The swoosh on Maria Sharapova's blue visor was saturated with sweat, while the fifth-seeded Russian was leaking errors amid a second-set onslaught from Madison Keys.

The first meeting between the power players saw both women play first-strike tennis in splitting sets. Sharapova created separation to start the decider, then locked down her serve to secure a 6-1, 3-6, 6-3 victory and reach the third round.

Keys earned triple break point moments into the match. The Roland Garros champion didn't blink, denying all three chances and stinging a backhand off the baseline to hold. Perhaps it was the nervous jitters facing a Grand Slam champion or the accelerated pace of Sharapova's drives, but Keys' footwork was stagnant in the first set. She'd hit a shot and sometimes pause as if surprised that Sharapova's response came back so fast and deep. Four return errors from the American, including three off her forehand wing, helped Sharapova work through a challenging hold for 3-0 advantage after 16 minutes of play.

Sharapova played the swirling wind with more care, sometimes taking a bit of pace off her return, dropping it shorter and coaxing Keys into over-ambitious strikes. A stretched forehand error gave Sharapova a second break and a 4-0 lead. Keys' coach, Juan Todero, urged his charge to "move your feet and use the kick serve...try to do the right things we talked about and see what happens."

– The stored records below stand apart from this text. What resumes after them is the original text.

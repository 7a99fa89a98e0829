use clap::{Parser, Subcommand, ValueEnum};
use std::io::IsTerminal;
use std::path::PathBuf;

/// Output format for commands
#[derive(Debug, Clone, Copy, PartialEq, Eq, ValueEnum)]
pub enum OutputFormat {
    /// Human-readable text
    Text,
    /// JSON format
    Json,
    /// YAML format
    Yaml,
}

impl OutputFormat {
    /// Resolve the effective output format.
    /// If user specified a format, use it.
    /// Otherwise: TTY → Text, non-TTY (pipe) → Json
    pub fn resolve(user_choice: Option<OutputFormat>) -> OutputFormat {
        match user_choice {
            Some(fmt) => fmt,
            None => {
                if std::io::stdout().is_terminal() {
                    OutputFormat::Text
                } else {
                    OutputFormat::Json
                }
            }
        }
    }
}

#[derive(Parser)]
#[command(
    name = "sygaldry",
    about = "Add LLM agents, tools and prompt templates to your project from a component registry",
    version = env!("GIT_DESCRIBE"),
    after_help = "Logs are written to: ~/.local/share/sygaldry/logs/sygaldry.log"
)]
pub struct Cli {
    /// Path to config file
    #[arg(short, long, global = true, help = "Path to settings.yaml config file")]
    pub config: Option<PathBuf>,

    /// Project directory (defaults to the current directory)
    #[arg(long, global = true)]
    pub cwd: Option<PathBuf>,

    /// Enable verbose output
    #[arg(short, long, global = true, help = "Enable verbose output")]
    pub verbose: bool,

    /// Suppress non-error output
    #[arg(short, long, global = true, help = "Suppress non-error output")]
    pub quiet: bool,

    #[command(subcommand)]
    pub command: Commands,
}

#[derive(Subcommand)]
pub enum Commands {
    /// Create sygaldry.json and the component directories
    Init {
        /// Overwrite an existing sygaldry.json
        #[arg(long)]
        force: bool,

        /// Directory for agents
        #[arg(long)]
        agent_dir: Option<String>,

        /// Directory for tools
        #[arg(long)]
        tool_dir: Option<String>,

        /// Default LLM provider written to the config
        #[arg(long)]
        provider: Option<String>,

        /// Default model written to the config
        #[arg(long)]
        model: Option<String>,

        /// Registry index URL or path for the default source
        #[arg(long)]
        registry: Option<String>,
    },

    /// Add a component (name, name@version, or manifest URL) to the project
    Add {
        /// Component identifier
        component: String,

        /// Only look in this registry source
        #[arg(long, short = 's')]
        source: Option<String>,

        /// LLM provider substituted into templates
        #[arg(long)]
        provider: Option<String>,

        /// Model substituted into templates
        #[arg(long)]
        model: Option<String>,

        /// Enable streaming responses in templates
        #[arg(long)]
        stream: bool,

        /// Enable Lilypad tracing in components that support it
        #[arg(long)]
        with_lilypad: bool,

        /// Extra template variable (repeatable)
        #[arg(long = "var", value_name = "KEY=VALUE")]
        vars: Vec<String>,

        /// Overwrite the component if it already exists
        #[arg(long, short = 'f')]
        force: bool,

        /// Don't add registry dependencies
        #[arg(long)]
        no_deps: bool,

        /// Show what would be written without writing
        #[arg(long)]
        dry_run: bool,

        /// Report format (default: text)
        #[arg(long, short = 'o', value_enum)]
        format: Option<OutputFormat>,
    },

    /// List components available in the registry
    List {
        /// Filter by component type
        #[arg(long, short = 't')]
        r#type: Option<String>,

        /// Only list this registry source
        #[arg(long, short = 's')]
        source: Option<String>,

        /// List components installed in this project instead
        #[arg(long)]
        installed: bool,

        /// Output format (default: text for TTY, json for pipes)
        #[arg(long, short = 'o', value_enum)]
        format: Option<OutputFormat>,
    },

    /// Search registry components by name, description or tag
    Search {
        /// Search query
        query: String,

        /// Filter by component type
        #[arg(long, short = 't')]
        r#type: Option<String>,

        /// Only search this registry source
        #[arg(long, short = 's')]
        source: Option<String>,

        /// Output format (default: text for TTY, json for pipes)
        #[arg(long, short = 'o', value_enum)]
        format: Option<OutputFormat>,
    },

    /// Build a registry index.json from component manifests
    Build {
        /// Registry root to scan
        #[arg(default_value = "packages/sygaldry_registry")]
        registry_dir: PathBuf,

        /// Where to write the index (defaults to <registry_dir>/index.json)
        #[arg(long)]
        output: Option<PathBuf>,

        /// Validate manifests without writing the index
        #[arg(long)]
        check: bool,
    },

    /// Component documentation
    Docs {
        #[command(subcommand)]
        action: DocsAction,
    },

    /// Manage registry sources
    Source {
        #[command(subcommand)]
        action: SourceAction,
    },

    /// Generate shell completions
    Completions {
        /// Shell to generate completions for
        #[arg(value_enum)]
        shell: clap_complete::Shell,
    },
}

#[derive(Subcommand)]
pub enum DocsAction {
    /// Generate sygaldry.md for each component
    Generate {
        /// Directory to scan (defaults to the project's component directories)
        path: Option<PathBuf>,

        /// Only this component type
        #[arg(long, short = 't')]
        r#type: Option<String>,

        /// Overwrite existing sygaldry.md files
        #[arg(long, short = 'f')]
        force: bool,

        /// Report without writing
        #[arg(long)]
        dry_run: bool,
    },
}

#[derive(Subcommand)]
pub enum SourceAction {
    /// Add or replace a registry source
    Add {
        /// Source name
        name: String,

        /// Index URL or path
        url: String,

        /// Lookup priority (lower is searched first, default 100)
        #[arg(long)]
        priority: Option<i32>,

        /// Add the source disabled
        #[arg(long)]
        disabled: bool,
    },

    /// List registry sources
    List {
        /// Output format (default: text for TTY, json for pipes)
        #[arg(long, short = 'o', value_enum)]
        format: Option<OutputFormat>,
    },

    /// Remove a registry source
    Remove {
        /// Source name
        name: String,
    },
}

Moving more fluidly and elevating her forehand, Keys cleaned up her act in the second set. The WTA's highest-ranked teenager owns the jolting power of a player who can end a point with one swing, and the impulsive aggression to let her forehand fly from obscure areas on court. Keys is most dangerous working her forehand in combinations. She cracked a deep forehand return drawing a short ball, then clubbed a forehand down the line to break at love for a 4-2 second-set lead.

Serving for the set, a scrambling Keys caught a break when Sharapova netted a low backhand volley with her nose near the net. Keys closed the 41-minute second set banging a serve winner down the middle.

Retreating from court for about a seven-minute bathroom break, Sharapova stalled Keys' rhythm, then broke her serve. A stinging backhand down the line followed by a tentative second serve into net gave Sharapova triple break point. She needed only one, whipping a running forehand crosscourt to break for 2-0 in the decider.

There was a time when Sharapova's stalking baseline style was as subtle as a slasher flick—a little plot development and a lot of screaming and vicious hacking. She's a better match manager these days and used her experience baiting Keys into untimely errors. Sharapova won seven of 10 points played on her second serve and did not face a break point in the final set.

Keys has the tools for a Top 10 career—her serve is already one of the most imposing in the game, her forehand is a kill shot, and she's not scared to take the big strike—but the world No. 28 must learn to choose her targets with more margin, play crucial points with more clarity, and make more balls early to establish rhythm. With Sharapova serving at 3-1, 30-all, Keys pounced a second serve and had the short ball she sought for a break point opportunity, but slid a slice backhand into net. Sharapova held for 4-1 and never looked back, closing a hard-hitting encounter with a net-cord winner.

The 2011 champion raised her Cincinnati record to 11-2 and will play either compatriot Anastasia Pavlyuchenkova or Italian Karin Knapp next.